Dear Dr. Joby Varghese:
On behalf of people in New Jersey living with cystic fibrosis, we write to urge Amerigroup to update elexacaftor/tezacaftor/ivacaftor’s (Trikafta®) eligibility criteria to reflect the recent label expansion to people with cystic fibrosis age 2 years and older who have at least one copy of the F508del mutation or another eligible mutation in the CFTR gene per the Food and Drug Administration’s (FDA) label. For these individuals, elexacaftor/tezacaftor/ivacaftor should be available immediately as it targets the underlying cause of cystic fibrosis and may provide previously inconceivable improvements in their health. While we appreciate Amerigroup’s case-by-case approval of elexacaftor/tezacaftor/ivacaftor for eligible people with CF in this age group in the interim prior, it is important to update the formulary criteria as soon as possible so all eligible individuals can access therapy without delay.

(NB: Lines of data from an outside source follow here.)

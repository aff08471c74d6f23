// SPDX-License-Identifier: MIT OR Apache-2.0
//! Server-sent events edge.
//!
//! One subscriber per connection. The outbound queue is bounded: overflow
//! drops the oldest pending event (never a keepalive, those are generated
//! by the transport) and logs a warning. Disconnect tears down both the
//! envelope subscription and the signal forwarder.

use crate::{ApiError, AppState};
use axum::extract::{Query, State};
use axum::response::sse::{Event as SseEvent, KeepAlive, Sse};
use chrono::Utc;
use relay_bus::Signal;
use serde::Deserialize;
use std::collections::VecDeque;
use std::convert::Infallible;
use std::sync::atomic::{AtomicU64, Ordering};
use std::sync::{Arc, Mutex};
use std::time::Duration;
use tokio::sync::Notify;
use tracing::warn;
use uuid::Uuid;

/// Query parameters of `GET /stream`.
#[derive(Debug, Deserialize)]
pub struct StreamQuery {
    /// Optional server-side subject filter pattern.
    pub subject: Option<String>,
}

// ---------------------------------------------------------------------------
// Bounded event queue
// ---------------------------------------------------------------------------

struct SseQueue {
    buf: Mutex<VecDeque<SseEvent>>,
    notify: Notify,
    capacity: usize,
    dropped: AtomicU64,
}

impl SseQueue {
    fn new(capacity: usize) -> Self {
        Self {
            buf: Mutex::new(VecDeque::new()),
            notify: Notify::new(),
            capacity,
            dropped: AtomicU64::new(0),
        }
    }

    fn push(&self, event: SseEvent) {
        {
            let mut buf = self.buf.lock().expect("sse queue poisoned");
            if buf.len() >= self.capacity {
                buf.pop_front();
                let dropped = self.dropped.fetch_add(1, Ordering::Relaxed) + 1;
                warn!(dropped, "sse queue overflow, oldest event dropped");
            }
            buf.push_back(event);
        }
        self.notify.notify_one();
    }

    async fn pop_wait(&self) -> SseEvent {
        loop {
            if let Some(event) = self.buf.lock().expect("sse queue poisoned").pop_front() {
                return event;
            }
            self.notify.notified().await;
        }
    }
}

/// Aborts the signal-forwarder task when the stream is dropped.
struct AbortOnDrop(tokio::task::JoinHandle<()>);

impl Drop for AbortOnDrop {
    fn drop(&mut self) {
        self.0.abort();
    }
}

struct StreamState {
    queue: Arc<SseQueue>,
    _subscription: relay_bus::SubscriptionGuard,
    _forwarder: AbortOnDrop,
}

// ---------------------------------------------------------------------------
// Handler
// ---------------------------------------------------------------------------

/// `GET /stream` — subscribe to envelopes (and signals) over SSE.
pub async fn stream(
    State(state): State<Arc<AppState>>,
    Query(query): Query<StreamQuery>,
) -> Result<Sse<impl futures::Stream<Item = Result<SseEvent, Infallible>>>, ApiError> {
    let pattern = query.subject.unwrap_or_else(|| ">".to_string());
    relay_subject::validate_pattern(&pattern)
        .map_err(|e| ApiError::invalid_subject(e.to_string()))?;

    let connection_id = Uuid::new_v4();
    let queue = Arc::new(SseQueue::new(state.config.sse_queue_capacity));

    // Envelope subscription: every accepted envelope matching the pattern.
    let envelope_queue = queue.clone();
    let subscription = state
        .engine
        .bus()
        .subscribe(
            &pattern,
            &format!("sse:{connection_id}"),
            Arc::new(move |envelope| {
                let queue = envelope_queue.clone();
                Box::pin(async move {
                    let data = serde_json::to_string(&envelope)?;
                    queue.push(
                        SseEvent::default()
                            .event("relay_message")
                            .id(envelope.id.to_string())
                            .data(data),
                    );
                    Ok(())
                })
            }),
        )
        .map_err(|e| ApiError::invalid_subject(e.to_string()))?;

    // Signal forwarder: backpressure and dead-letter signals on the same
    // pattern.
    let mut signals = state.engine.bus().subscribe_signals(Some(pattern.clone()));
    let signal_queue = queue.clone();
    let forwarder = tokio::spawn(async move {
        while let Some(signal) = signals.recv().await {
            let name = match &signal {
                Signal::Backpressure { .. } => "relay_backpressure",
                Signal::DeadLetter { .. } => "relay_signal",
            };
            if let Ok(data) = serde_json::to_string(&signal) {
                signal_queue.push(SseEvent::default().event(name).data(data));
            }
        }
    });

    queue.push(
        SseEvent::default().event("relay_connected").data(
            serde_json::json!({
                "pattern": pattern,
                "connected_at": Utc::now().to_rfc3339(),
            })
            .to_string(),
        ),
    );

    let stream_state = StreamState {
        queue,
        _subscription: subscription,
        _forwarder: AbortOnDrop(forwarder),
    };
    let stream = futures::stream::unfold(stream_state, |state| async move {
        let event = state.queue.pop_wait().await;
        Some((Ok(event), state))
    });

    Ok(Sse::new(stream).keep_alive(
        KeepAlive::new()
            .interval(Duration::from_secs(state.config.sse_keepalive_secs))
            .text("keepalive"),
    ))
}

About Cystic Fibrosis and the Cystic Fibrosis Foundation
Cystic fibrosis is a life-threatening genetic disease that affects nearly 40,000 children and adults in the United States, including approximately 750 people in New Jersey of which around 180 depend on Medicaid for some or all of their coverage. CF causes the body to produce thick, sticky mucus that clogs the lungs and digestive system, which can lead to life-threatening infections. Cystic fibrosis is both serious and progressive; lung damage caused by infection is irreversible and can have a lasting impact on length and quality of life. There is no cure for CF today. As a complex, multi-system condition, CF requires targeted, specialized treatment and medications.
As the world’s leader in the search for a cure for CF and an organization dedicated to ensuring access to high quality, specialized CF care, the Cystic Fibrosis Foundation supports the development of CF clinical practice guidelines and accredits 130 care centers and 55 affiliate programs nationally — including 8 CF programs in New Jersey.
About Elexacaftor/Tezacaftor/Ivacaftor
For eligible patients, elexacaftor/tezacaftor/ivacaftor represents the most transformative therapeutic advancement in CF. This combination therapy corrects the CFTR protein malfunction in individuals with at least one copy of the F508del mutation or other eligible mutation in the CFTR gene; thereby restoring function to the protein.
Elexacaftor/tezacaftor/ivacaftor presents an opportunity to preserve health and lung function, slow the progression of the disease, and keep patients from experiencing costly hospitalizations, declining health status, deteriorating quality of life, and ultimately premature death. The impact of this therapy may differ between people with CF who initiate treatment at an early age and those who begin the treatment later, after already experiencing irreversible lung damage. Phase three clinical trial data demonstrates that elexacaftor/tezacaftor/ivacaftor was generally well tolerated amongst those aged two to less than six and the safety data were consistent with those observed in previous studies. Elexacaftor/tezacaftor/ivacaftor cannot reverse damage that has already occurred and should therefore be initiated as soon as patients and their physicians determine it is medically necessary and appropriate to begin therapy.
Policy Recommendations
Recognizing Amerigroup’s case-by-case approval of elexacaftor/tezacaftor/ivacaftor for people with CF aged 2-5, the CF Foundation urges Amerigroup to update their eligibility criteria to make this transformative therapy available to all eligible CF patients in accordance with the FDA label.
We stand ready to answer any questions about elexacaftor/tezacaftor/ivacaftor or other CF treatments.